EXERCISE INSTRUCTIONS. Select and reproduce each line of the listing below that bears the string "finished".

RECORDS.
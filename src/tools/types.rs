//! Input schema description for tools.

use serde::{Deserialize, Serialize};

/// JSON Schema describing a tool's input.
#[derive(Debug, Clone, PartialEq, Serialize, Deserialize)]
#[serde(transparent)]
pub struct ToolSchema(serde_json::Value);

impl ToolSchema {
    /// Wrap a raw JSON Schema value.
    pub fn from_value(schema: serde_json::Value) -> Self {
        Self(schema)
    }

    /// An object schema with no properties.
    pub fn empty() -> Self {
        Self::object().build()
    }

    /// Start an object schema.
    pub fn object() -> SchemaBuilder {
        SchemaBuilder::default()
    }

    pub fn as_value(&self) -> &serde_json::Value {
        &self.0
    }

    /// Names listed under `required`.
    pub fn required(&self) -> Vec<&str> {
        self.0
            .get("required")
            .and_then(|v| v.as_array())
            .map(|fields| fields.iter().filter_map(|f| f.as_str()).collect())
            .unwrap_or_default()
    }
}

impl Default for ToolSchema {
    fn default() -> Self {
        Self::empty()
    }
}

/// Builder for flat object schemas.
#[derive(Debug, Default)]
pub struct SchemaBuilder {
    properties: serde_json::Map<String, serde_json::Value>,
    required: Vec<String>,
}

impl SchemaBuilder {
    /// Add a property of an arbitrary JSON type.
    pub fn property(
        mut self,
        name: impl Into<String>,
        json_type: &str,
        description: impl Into<String>,
        required: bool,
    ) -> Self {
        let name = name.into();
        self.properties.insert(
            name.clone(),
            serde_json::json!({ "type": json_type, "description": description.into() }),
        );
        if required {
            self.required.push(name);
        }
        self
    }

    pub fn string(self, name: impl Into<String>, description: impl Into<String>, required: bool) -> Self {
        self.property(name, "string", description, required)
    }

    pub fn integer(self, name: impl Into<String>, description: impl Into<String>, required: bool) -> Self {
        self.property(name, "integer", description, required)
    }

    pub fn boolean(self, name: impl Into<String>, description: impl Into<String>, required: bool) -> Self {
        self.property(name, "boolean", description, required)
    }

    pub fn build(self) -> ToolSchema {
        ToolSchema(serde_json::json!({
            "type": "object",
            "properties": self.properties,
            "required": self.required,
        }))
    }
}
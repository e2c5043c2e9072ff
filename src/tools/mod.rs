//! Tool system for function calling.

pub mod arguments;
pub mod dynamic;
pub mod registry;
pub mod tool;
pub mod types;

pub use arguments::ToolArguments;
pub use dynamic::{DynamicTool, DynamicToolAdapter, DynamicToolProvider, ProviderToolResolver, ToolResolver};
pub use registry::ToolRegistry;
pub use tool::{AgentTool, Tool, ToolContext};
pub use types::{SchemaBuilder, ToolSchema};
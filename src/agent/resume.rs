use crate::types::{Message, Role};

/// Most recent completed assistant message recorded for `invocation_id` by
/// `author`, if the invocation already finished once.
pub(crate) fn find_completed(history: &[Message], invocation_id: &str, author: &str) -> Option<Message> {
    history
        .iter()
        .rev()
        .find(|message| {
            message.invocation_id == invocation_id
                && message.author == author
                && message.role == Role::Assistant
                && message.is_completed()
        })
        .cloned()
}
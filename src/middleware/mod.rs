//! Handler wrapping in "onion" order.
//!
//! `chain([m1, m2, m3]).wrap(terminal)` yields `m1(m2(m3(terminal)))`: requests
//! travel outer to inner, streamed messages travel inner to outer. Order is
//! observable, e.g. [`Retry`] outside [`Logging`] logs every attempt while
//! [`Retry`] inside [`Logging`] logs once.

mod logging;
mod retry;

pub use logging::Logging;
pub use retry::Retry;

use std::sync::Arc;

use crate::agent::Invocation;
use crate::context::RunContext;
use crate::stream::MessageStream;

/// Uniform contract: one invocation in, a lazy message sequence out.
pub trait Handler: Send + Sync {
    fn handle(&self, ctx: RunContext, invocation: Invocation) -> MessageStream;
}

/// Transforms a handler into a new handler.
pub trait Middleware: Send + Sync {
    fn wrap(&self, next: Arc<dyn Handler>) -> Arc<dyn Handler>;
}

/// Ordered composition of middlewares; the first entry is outermost.
#[derive(Clone, Default)]
pub struct Chain {
    middlewares: Vec<Arc<dyn Middleware>>,
}

impl Chain {
    pub fn len(&self) -> usize {
        self.middlewares.len()
    }

    pub fn is_empty(&self) -> bool {
        self.middlewares.is_empty()
    }
}

impl Middleware for Chain {
    fn wrap(&self, next: Arc<dyn Handler>) -> Arc<dyn Handler> {
        self.middlewares
            .iter()
            .rev()
            .fold(next, |handler, middleware| middleware.wrap(handler))
    }
}

/// Compose middlewares so that the first is the outermost wrapper.
pub fn chain(middlewares: impl IntoIterator<Item = Arc<dyn Middleware>>) -> Chain {
    Chain {
        middlewares: middlewares.into_iter().collect(),
    }
}

struct FnHandler<F>(F);

impl<F> Handler for FnHandler<F>
where
    F: Fn(RunContext, Invocation) -> MessageStream + Send + Sync,
{
    fn handle(&self, ctx: RunContext, invocation: Invocation) -> MessageStream {
        (self.0)(ctx, invocation)
    }
}

/// Build a handler from a closure.
pub fn handler_fn<F>(f: F) -> Arc<dyn Handler>
where
    F: Fn(RunContext, Invocation) -> MessageStream + Send + Sync + 'static,
{
    Arc::new(FnHandler(f))
}

struct FnMiddleware<F>(F);

impl<F> Middleware for FnMiddleware<F>
where
    F: Fn(Arc<dyn Handler>) -> Arc<dyn Handler> + Send + Sync,
{
    fn wrap(&self, next: Arc<dyn Handler>) -> Arc<dyn Handler> {
        (self.0)(next)
    }
}

/// Build a middleware from a closure.
pub fn from_fn<F>(f: F) -> Arc<dyn Middleware>
where
    F: Fn(Arc<dyn Handler>) -> Arc<dyn Handler> + Send + Sync + 'static,
{
    Arc::new(FnMiddleware(f))
}
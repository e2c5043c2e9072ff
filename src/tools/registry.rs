//! Name-indexed tool set combining static and resolved tools.

use std::collections::HashMap;
use std::sync::{Arc, LazyLock};

use regex::Regex;

use super::dynamic::ToolResolver;
use super::tool::Tool;
use crate::context::RunContext;
use crate::error::{AgentryError, Result};
use crate::provider::ToolDefinition;

static TOOL_NAME_RE: LazyLock<Regex> = LazyLock::new(|| {
    Regex::new(r"^[A-Za-z0-9_-]{1,64}$").expect("tool name validation regex must compile")
});

/// Ordered tool set with unique, provider-safe names.
#[derive(Clone, Default)]
pub struct ToolRegistry {
    tools: Vec<Arc<dyn Tool>>,
    index: HashMap<String, usize>,
}

impl ToolRegistry {
    /// Build a registry, rejecting invalid or duplicate names.
    pub fn new(tools: Vec<Arc<dyn Tool>>) -> Result<Self> {
        let mut registry = Self::default();
        for tool in tools {
            let name = tool.name().to_string();
            if !TOOL_NAME_RE.is_match(&name) {
                return Err(AgentryError::Configuration(format!(
                    "invalid tool name '{name}'"
                )));
            }
            if registry.index.contains_key(&name) {
                return Err(AgentryError::Configuration(format!(
                    "duplicate tool name '{name}'"
                )));
            }
            registry.index.insert(name, registry.tools.len());
            registry.tools.push(tool);
        }
        Ok(registry)
    }

    /// Combine with resolved tools; a resolved tool replaces a static one of
    /// the same name.
    pub fn merge(&self, resolved: Vec<Arc<dyn Tool>>) -> Result<Self> {
        let resolved = Self::new(resolved)?;
        let mut tools: Vec<Arc<dyn Tool>> = self
            .tools
            .iter()
            .filter(|tool| !resolved.index.contains_key(tool.name()))
            .cloned()
            .collect();
        tools.extend(resolved.tools);
        Self::new(tools)
    }

    /// Snapshot for one invocation: static tools plus whatever the resolver
    /// returns.
    pub async fn resolve(
        &self,
        resolver: Option<&dyn ToolResolver>,
        ctx: &RunContext,
    ) -> Result<Self> {
        match resolver {
            Some(resolver) => self.merge(resolver.resolve(ctx).await?),
            None => Ok(self.clone()),
        }
    }

    pub fn get(&self, name: &str) -> Option<Arc<dyn Tool>> {
        self.index.get(name).map(|idx| self.tools[*idx].clone())
    }

    pub fn definitions(&self) -> Vec<ToolDefinition> {
        self.tools.iter().map(|tool| tool.definition()).collect()
    }

    pub fn names(&self) -> Vec<&str> {
        self.tools.iter().map(|tool| tool.name()).collect()
    }

    pub fn len(&self) -> usize {
        self.tools.len()
    }

    pub fn is_empty(&self) -> bool {
        self.tools.is_empty()
    }
}

impl std::fmt::Debug for ToolRegistry {
    fn fmt(&self, f: &mut std::fmt::Formatter<'_>) -> std::fmt::Result {
        f.debug_struct("ToolRegistry")
            .field("tools", &self.names())
            .finish()
    }
}

#[cfg(test)]
mod tests {
    use super::*;
    use crate::tools::{AgentTool, ToolSchema};
    use async_trait::async_trait;

    fn named(name: &str, reply: &'static str) -> Arc<dyn Tool> {
        Arc::new(AgentTool::new(name, "test tool", ToolSchema::empty(), move |_, _| async move {
            Ok(serde_json::json!(reply))
        }))
    }

    struct FixedResolver(Vec<Arc<dyn Tool>>);

    #[async_trait]
    impl ToolResolver for FixedResolver {
        async fn resolve(&self, _ctx: &RunContext) -> Result<Vec<Arc<dyn Tool>>> {
            Ok(self.0.clone())
        }
    }

    struct FailingResolver;

    #[async_trait]
    impl ToolResolver for FailingResolver {
        async fn resolve(&self, _ctx: &RunContext) -> Result<Vec<Arc<dyn Tool>>> {
            Err(AgentryError::provider("mcp", "server unreachable"))
        }
    }

    #[test]
    fn rejects_duplicate_and_invalid_names() {
        let dup = ToolRegistry::new(vec![named("a", "1"), named("a", "2")]);
        assert!(matches!(dup, Err(AgentryError::Configuration(_))));

        let invalid = ToolRegistry::new(vec![named("has space", "1")]);
        assert!(matches!(invalid, Err(AgentryError::Configuration(_))));
    }

    #[tokio::test]
    async fn resolved_tools_override_static_tools() {
        let registry = ToolRegistry::new(vec![named("a", "static"), named("b", "static")])
            .expect("registry");
        let resolver = FixedResolver(vec![named("b", "resolved"), named("c", "resolved")]);

        let merged = registry
            .resolve(Some(&resolver), &RunContext::new())
            .await
            .expect("resolve");

        assert_eq!(merged.names(), vec!["a", "b", "c"]);
        let output = merged
            .get("b")
            .expect("tool b")
            .handle(&Default::default(), "")
            .await
            .expect("handle");
        assert_eq!(output, "resolved");
    }

    #[tokio::test]
    async fn resolver_failure_propagates() {
        let registry = ToolRegistry::default();
        let err = registry
            .resolve(Some(&FailingResolver), &RunContext::new())
            .await
            .expect_err("should fail");
        assert!(err.to_string().contains("server unreachable"));
    }
}
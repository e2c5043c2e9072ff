//! Top-level entry point: runs an agent against a session.

use std::collections::HashSet;
use std::sync::Arc;

use bon::Builder;
use futures::StreamExt;
use tracing::{debug, info};

use crate::agent::{new_invocation_id, Agent, Invocation};
use crate::config::AgentryConfig;
use crate::context::RunContext;
use crate::error::{AgentryError, Result};
use crate::session::{InMemorySession, Session};
use crate::stream::{self, MessageStream};
use crate::types::Message;

/// Per-call options for [`Runner`].
#[derive(Clone, Default, Builder)]
pub struct RunOptions {
    /// Session to record into; a fresh in-memory session is used when absent.
    pub session: Option<Arc<dyn Session>>,
    /// Reuse an id to resume a previous invocation.
    #[builder(into)]
    pub invocation_id: Option<String>,
}

impl std::fmt::Debug for RunOptions {
    fn fmt(&self, f: &mut std::fmt::Formatter<'_>) -> std::fmt::Result {
        f.debug_struct("RunOptions")
            .field("session", &self.session.as_ref().map(|s| s.id()))
            .field("invocation_id", &self.invocation_id)
            .finish()
    }
}

/// Runs an agent for one user message.
///
/// ```no_run
/// # use std::sync::Arc;
/// # use agentry::prelude::*;
/// # async fn example(agent: LlmAgent) -> agentry::error::Result<()> {
/// let runner = Runner::new(Arc::new(agent));
/// let reply = runner
///     .run(RunContext::new(), Message::user("What is the capital of France?"), RunOptions::default())
///     .await?;
/// println!("{}", reply.text());
/// # Ok(())
/// # }
/// ```
#[derive(Clone)]
pub struct Runner {
    agent: Arc<dyn Agent>,
    config: AgentryConfig,
}

impl Runner {
    pub fn new(agent: Arc<dyn Agent>) -> Self {
        Self {
            agent,
            config: AgentryConfig::default(),
        }
    }

    pub fn with_config(mut self, config: AgentryConfig) -> Self {
        self.config = config;
        self
    }

    pub fn config(&self) -> &AgentryConfig {
        &self.config
    }

    /// Run to completion and return the final message.
    pub async fn run(&self, ctx: RunContext, message: Message, options: RunOptions) -> Result<Message> {
        let invocation = self.invocation(message, options, false);
        info!(
            agent = %self.agent.name(),
            invocation_id = %invocation.id,
            session_id = ?invocation.session_id(),
            "run started"
        );
        stream::collect_last(self.agent.run(ctx, invocation))
            .await?
            .ok_or(AgentryError::NoFinalResponse)
    }

    /// Run as a lazy sequence, yielding partial output as it arrives when the
    /// config's `streamable` flag is set.
    ///
    /// Messages already present in the session before the call are never
    /// re-emitted, so a resumed invocation only surfaces new output.
    pub fn run_stream(&self, ctx: RunContext, message: Message, options: RunOptions) -> MessageStream {
        let invocation = self.invocation(message, options, self.config.streamable);
        let agent = self.agent.clone();
        Box::pin(async_stream::stream! {
            let seen: HashSet<String> = match &invocation.session {
                Some(session) => match session.history().await {
                    Ok(history) => history.into_iter().map(|m| m.id).collect(),
                    Err(error) => {
                        yield Err(error);
                        return;
                    }
                },
                None => HashSet::new(),
            };
            info!(
                agent = %agent.name(),
                invocation_id = %invocation.id,
                session_id = ?invocation.session_id(),
                "streaming run started"
            );

            let mut inner = stream::terminate_on_error(agent.run(ctx, invocation));
            while let Some(item) = inner.next().await {
                if let Ok(message) = &item {
                    if seen.contains(&message.id) {
                        debug!(message_id = %message.id, "skipping message already in session");
                        continue;
                    }
                }
                yield item;
            }
        })
    }

    fn invocation(&self, message: Message, options: RunOptions, streamable: bool) -> Invocation {
        let session = options
            .session
            .unwrap_or_else(|| Arc::new(InMemorySession::new()));
        Invocation::builder()
            .id(options.invocation_id.unwrap_or_else(new_invocation_id))
            .session(session)
            .resumable(self.config.resumable)
            .streamable(streamable)
            .message(message)
            .build()
    }
}

impl std::fmt::Debug for Runner {
    fn fmt(&self, f: &mut std::fmt::Formatter<'_>) -> std::fmt::Result {
        f.debug_struct("Runner")
            .field("agent", &self.agent.name())
            .field("config", &self.config)
            .finish()
    }
}

#[cfg(test)]
mod tests {
    use super::*;

    struct Silent;

    impl Agent for Silent {
        fn name(&self) -> &str {
            "silent"
        }

        fn run(&self, _ctx: RunContext, _invocation: Invocation) -> MessageStream {
            Box::pin(futures::stream::empty())
        }
    }

    struct Replay(Vec<Message>);

    impl Agent for Replay {
        fn name(&self) -> &str {
            "replay"
        }

        fn run(&self, _ctx: RunContext, _invocation: Invocation) -> MessageStream {
            Box::pin(futures::stream::iter(self.0.clone().into_iter().map(Ok)))
        }
    }

    #[tokio::test]
    async fn empty_run_is_no_final_response() {
        let runner = Runner::new(Arc::new(Silent));
        let err = runner
            .run(RunContext::new(), Message::user("hi"), RunOptions::default())
            .await
            .expect_err("nothing yielded");
        assert!(matches!(err, AgentryError::NoFinalResponse));
    }

    #[tokio::test]
    async fn streaming_skips_messages_already_in_session() {
        let old = Message::assistant("old").with_id("m-old");
        let new = Message::assistant("new").with_id("m-new");
        let session: Arc<dyn Session> =
            Arc::new(InMemorySession::with_history("s", vec![old.clone()]));
        let runner = Runner::new(Arc::new(Replay(vec![old, new])));

        let out = stream::collect_all(runner.run_stream(
            RunContext::new(),
            Message::user("hi"),
            RunOptions::builder().session(session).build(),
        ))
        .await
        .unwrap();

        assert_eq!(out.iter().map(|m| m.id.as_str()).collect::<Vec<_>>(), vec!["m-new"]);
    }

    #[test]
    fn invocation_uses_config_and_options() {
        let runner = Runner::new(Arc::new(Silent)).with_config(AgentryConfig {
            resumable: true,
            ..AgentryConfig::default()
        });
        let invocation = runner.invocation(
            Message::user("hi"),
            RunOptions::builder().invocation_id("inv-1").build(),
            true,
        );
        assert_eq!(invocation.id, "inv-1");
        assert!(invocation.resumable);
        assert!(invocation.streamable);
        assert!(invocation.session.is_some());
    }
}
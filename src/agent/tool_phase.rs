//! Concurrent execution of the tool calls carried by one message.

use std::collections::HashMap;

use tokio::task::JoinSet;
use tracing::{debug, warn};

use crate::context::RunContext;
use crate::error::{AgentryError, Result};
use crate::tools::{ToolContext, ToolRegistry};
use crate::types::{Message, Part};

/// Identity shared by every call in one tool round.
#[derive(Debug, Clone, Default)]
pub struct ToolScope {
    pub invocation_id: String,
    pub agent: String,
    pub session_id: Option<String>,
}

/// Run every tool-invocation part of `message` in parallel and write each
/// result into the part it came from.
///
/// The calls form a fail-fast group: the first failure cancels the group's
/// token, aborts the remaining tasks and is returned as the error of the
/// whole round. No partial results escape.
pub async fn execute_tools(
    ctx: &RunContext,
    tools: &ToolRegistry,
    message: Message,
    scope: &ToolScope,
) -> Result<Message> {
    let calls: Vec<_> = message
        .tool_parts()
        .into_iter()
        .map(|(idx, part)| (idx, part.clone()))
        .collect();
    if calls.is_empty() {
        return Ok(message);
    }

    let group = ctx.child();
    let mut tasks = JoinSet::new();
    let mut task_names = HashMap::new();

    for (idx, call) in calls {
        let tool = tools.get(&call.name);
        let tool_ctx = ToolContext {
            call_id: call.id.clone(),
            tool_name: call.name.clone(),
            invocation_id: scope.invocation_id.clone(),
            agent: scope.agent.clone(),
            session_id: scope.session_id.clone(),
            run: group.clone(),
        };
        let name = call.name.clone();
        let handle = tasks.spawn(async move {
            let Some(tool) = tool else {
                return (idx, Err(AgentryError::ToolNotFound(call.name)));
            };
            debug!(tool = %call.name, call_id = %call.id, "tool call started");
            let output = tool
                .handle(&tool_ctx, &call.request)
                .await
                .map_err(|e| attribute_error(&call.name, e));
            (idx, output)
        });
        task_names.insert(handle.id(), name);
    }

    let mut message = message;
    loop {
        let joined = tokio::select! {
            biased;
            _ = ctx.canceled() => {
                group.cancel();
                tasks.abort_all();
                return Err(AgentryError::Canceled);
            }
            joined = tasks.join_next() => joined,
        };
        let Some(joined) = joined else { break };

        let failure = match joined {
            Ok((idx, Ok(output))) => {
                if let Some(Part::Tool(part)) = message.parts.get_mut(idx) {
                    debug!(tool = %part.name, call_id = %part.id, "tool call finished");
                    part.response = Some(output);
                }
                continue;
            }
            Ok((_, Err(error))) => error,
            Err(join_error) => {
                let name = task_names
                    .get(&join_error.id())
                    .cloned()
                    .unwrap_or_default();
                AgentryError::tool(name, format!("tool task failed: {join_error}"))
            }
        };

        warn!(error = %failure, "tool round failed; canceling remaining calls");
        group.cancel();
        tasks.abort_all();
        return Err(failure);
    }

    Ok(message)
}

fn attribute_error(tool_name: &str, error: AgentryError) -> AgentryError {
    match error {
        AgentryError::ToolExecution { .. } | AgentryError::ToolNotFound(_) | AgentryError::Canceled => {
            error
        }
        other => AgentryError::tool(tool_name, other.to_string()),
    }
}

#[cfg(test)]
mod tests {
    use super::*;
    use crate::tools::{AgentTool, Tool, ToolSchema};
    use crate::types::ToolPart;
    use std::sync::{Arc, Mutex};
    use std::time::Duration;

    fn tool<F, Fut>(name: &str, f: F) -> Arc<dyn Tool>
    where
        F: Fn(crate::tools::ToolArguments, ToolContext) -> Fut + Send + Sync + 'static,
        Fut: std::future::Future<Output = Result<serde_json::Value>> + Send + 'static,
    {
        Arc::new(AgentTool::new(name, "test", ToolSchema::empty(), f))
    }

    #[tokio::test]
    async fn results_land_at_original_indices() {
        let registry = ToolRegistry::new(vec![
            tool("slow", |_, _| async {
                tokio::time::sleep(Duration::from_millis(30)).await;
                Ok(serde_json::json!("slow-done"))
            }),
            tool("fast", |_, ctx| async move { Ok(serde_json::json!(ctx.call_id)) }),
        ])
        .expect("registry");
        let message = Message::new(
            crate::types::Role::Tool,
            vec![
                Part::text("thinking"),
                Part::Tool(ToolPart::new("c1", "slow", "{}")),
                Part::Tool(ToolPart::new("c2", "fast", "{}")),
            ],
        );

        let out = execute_tools(&RunContext::new(), &registry, message, &ToolScope::default())
            .await
            .expect("round should succeed");

        assert_eq!(out.parts.len(), 3);
        assert_eq!(out.parts[0], Part::text("thinking"));
        let responses: Vec<_> = out
            .tool_parts()
            .iter()
            .map(|(_, p)| p.response.clone())
            .collect();
        assert_eq!(
            responses,
            vec![Some("slow-done".to_string()), Some("c2".to_string())]
        );
    }

    #[tokio::test]
    async fn unknown_tool_fails_the_round() {
        let message = Message::tool_call([ToolPart::new("c1", "missing", "{}")]);
        let err = execute_tools(
            &RunContext::new(),
            &ToolRegistry::default(),
            message,
            &ToolScope::default(),
        )
        .await
        .expect_err("should fail");
        assert!(matches!(err, AgentryError::ToolNotFound(name) if name == "missing"));
    }

    #[tokio::test]
    async fn first_failure_cancels_siblings() {
        let seen: Arc<Mutex<Option<RunContext>>> = Arc::new(Mutex::new(None));
        let slot = seen.clone();
        let registry = ToolRegistry::new(vec![
            tool("waits", move |_, ctx| {
                let slot = slot.clone();
                async move {
                    *slot.lock().expect("lock") = Some(ctx.run.clone());
                    ctx.run.canceled().await;
                    Ok(serde_json::json!("unreachable"))
                }
            }),
            tool("fails", |_, _| async {
                tokio::time::sleep(Duration::from_millis(20)).await;
                Err(AgentryError::tool("fails", "boom"))
            }),
        ])
        .expect("registry");
        let message = Message::tool_call([
            ToolPart::new("c1", "waits", "{}"),
            ToolPart::new("c2", "fails", "{}"),
        ]);
        let parent = RunContext::new();

        let err = execute_tools(&parent, &registry, message, &ToolScope::default())
            .await
            .expect_err("should fail");

        assert!(err.to_string().contains("boom"));
        let sibling = seen.lock().expect("lock").clone().expect("sibling started");
        assert!(sibling.is_canceled());
        assert!(!parent.is_canceled());
    }

    #[tokio::test]
    async fn non_tool_errors_are_attributed_to_the_tool() {
        let registry = ToolRegistry::new(vec![tool("parse", |args, _| async move {
            args.get_str("missing")?;
            Ok(serde_json::json!("never"))
        })])
        .expect("registry");
        let message = Message::tool_call([ToolPart::new("c1", "parse", "{}")]);

        let err = execute_tools(&RunContext::new(), &registry, message, &ToolScope::default())
            .await
            .expect_err("should fail");
        assert!(matches!(err, AgentryError::ToolExecution { ref tool_name, .. } if tool_name == "parse"));
    }
}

WRITTEN ANSWER.
/// `author`, if the invocation already finished once.
                    debug!(tool = %part.name, call_id = %part.id, "tool call finished");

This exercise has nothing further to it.